##### Extracted records #####
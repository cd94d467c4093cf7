//! Core types for Biotope: agents, the population arena, the resource grid,
//! configuration, and the seeded RNG.
//!
//! This crate holds state only. The systems that advance it tick by tick
//! live in `biotope-simulation`; a front end reads agents and grid cells
//! from here and pushes replacement [`SimConfig`] values back.

/// Agents and the small value types they are made of.
pub mod agent;
/// Simulation parameters and time-unit conversion.
pub mod config;
/// Error types used throughout the crate.
pub mod error;
/// Grid topology and the resource field.
pub mod grid;
/// The live population, keyed by stable identity.
pub mod population;
/// Two-stream deterministic randomness.
pub mod rng;
/// The environment shared by all systems.
pub mod world;

/// Re-export agent types.
pub use agent::{Agent, AgentId, Position, Sex};
/// Re-export configuration types.
pub use config::{GridBackendKind, SimConfig, TimeUnit};
/// Re-export error types.
pub use error::{ConfigError, CoreError, CoreResult};
/// Re-export grid types.
pub use grid::{ResourceGrid, Topology};
/// Re-export the population arena.
pub use population::Population;
/// Re-export the RNG.
pub use rng::SimRng;
/// Re-export the world model.
pub use world::World;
#####
Transcribe exactly, starting at the line with "Re-export agent types." and continuing through the last line of the data above; leave out all earlier lines.

/// Re-export agent types.
pub use agent::{Agent, AgentId, Position, Sex};
/// Re-export configuration types.
pub use config::{GridBackendKind, SimConfig, TimeUnit};
/// Re-export error types.
pub use error::{ConfigError, CoreError, CoreResult};
/// Re-export grid types.
pub use grid::{ResourceGrid, Topology};
/// Re-export the population arena.
pub use population::Population;
/// Re-export the RNG.
pub use rng::SimRng;
/// Re-export the world model.
pub use world::World;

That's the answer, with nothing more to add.